_Goal of the exercise_. Answer with one number: the count of lines in the listing below that hold the word "prior".

★ ★ ★ ★ ★

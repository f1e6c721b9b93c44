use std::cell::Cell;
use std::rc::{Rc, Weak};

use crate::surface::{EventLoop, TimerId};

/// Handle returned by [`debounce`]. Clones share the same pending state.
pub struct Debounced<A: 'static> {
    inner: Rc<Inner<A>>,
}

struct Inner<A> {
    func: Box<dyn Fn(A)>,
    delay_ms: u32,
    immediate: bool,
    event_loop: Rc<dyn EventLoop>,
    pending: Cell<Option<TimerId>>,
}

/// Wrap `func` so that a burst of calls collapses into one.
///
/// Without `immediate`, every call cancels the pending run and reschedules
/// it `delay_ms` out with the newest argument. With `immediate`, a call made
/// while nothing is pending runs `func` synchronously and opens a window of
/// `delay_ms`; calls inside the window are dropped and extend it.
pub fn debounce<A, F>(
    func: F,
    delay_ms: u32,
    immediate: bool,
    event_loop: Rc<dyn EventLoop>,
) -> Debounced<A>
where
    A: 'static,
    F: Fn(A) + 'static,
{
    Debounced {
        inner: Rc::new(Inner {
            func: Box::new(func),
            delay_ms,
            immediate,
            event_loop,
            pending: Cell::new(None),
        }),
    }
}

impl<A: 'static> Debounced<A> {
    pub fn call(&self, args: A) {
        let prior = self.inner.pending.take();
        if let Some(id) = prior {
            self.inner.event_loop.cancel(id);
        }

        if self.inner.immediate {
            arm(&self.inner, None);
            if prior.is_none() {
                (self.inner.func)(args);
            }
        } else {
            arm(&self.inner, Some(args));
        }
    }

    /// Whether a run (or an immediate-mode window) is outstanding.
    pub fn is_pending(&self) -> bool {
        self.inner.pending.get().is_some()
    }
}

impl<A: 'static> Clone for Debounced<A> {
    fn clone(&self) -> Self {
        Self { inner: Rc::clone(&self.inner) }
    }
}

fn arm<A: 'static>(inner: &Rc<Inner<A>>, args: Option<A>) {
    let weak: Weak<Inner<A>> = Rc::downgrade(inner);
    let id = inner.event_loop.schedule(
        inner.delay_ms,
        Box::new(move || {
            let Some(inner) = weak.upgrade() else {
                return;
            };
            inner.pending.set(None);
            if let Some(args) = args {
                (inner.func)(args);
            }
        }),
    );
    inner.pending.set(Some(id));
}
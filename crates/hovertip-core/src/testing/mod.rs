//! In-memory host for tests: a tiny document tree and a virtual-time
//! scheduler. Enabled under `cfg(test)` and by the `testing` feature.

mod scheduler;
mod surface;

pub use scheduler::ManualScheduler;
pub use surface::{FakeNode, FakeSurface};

★ ★ ★ ★ ★

_Answer section_. 3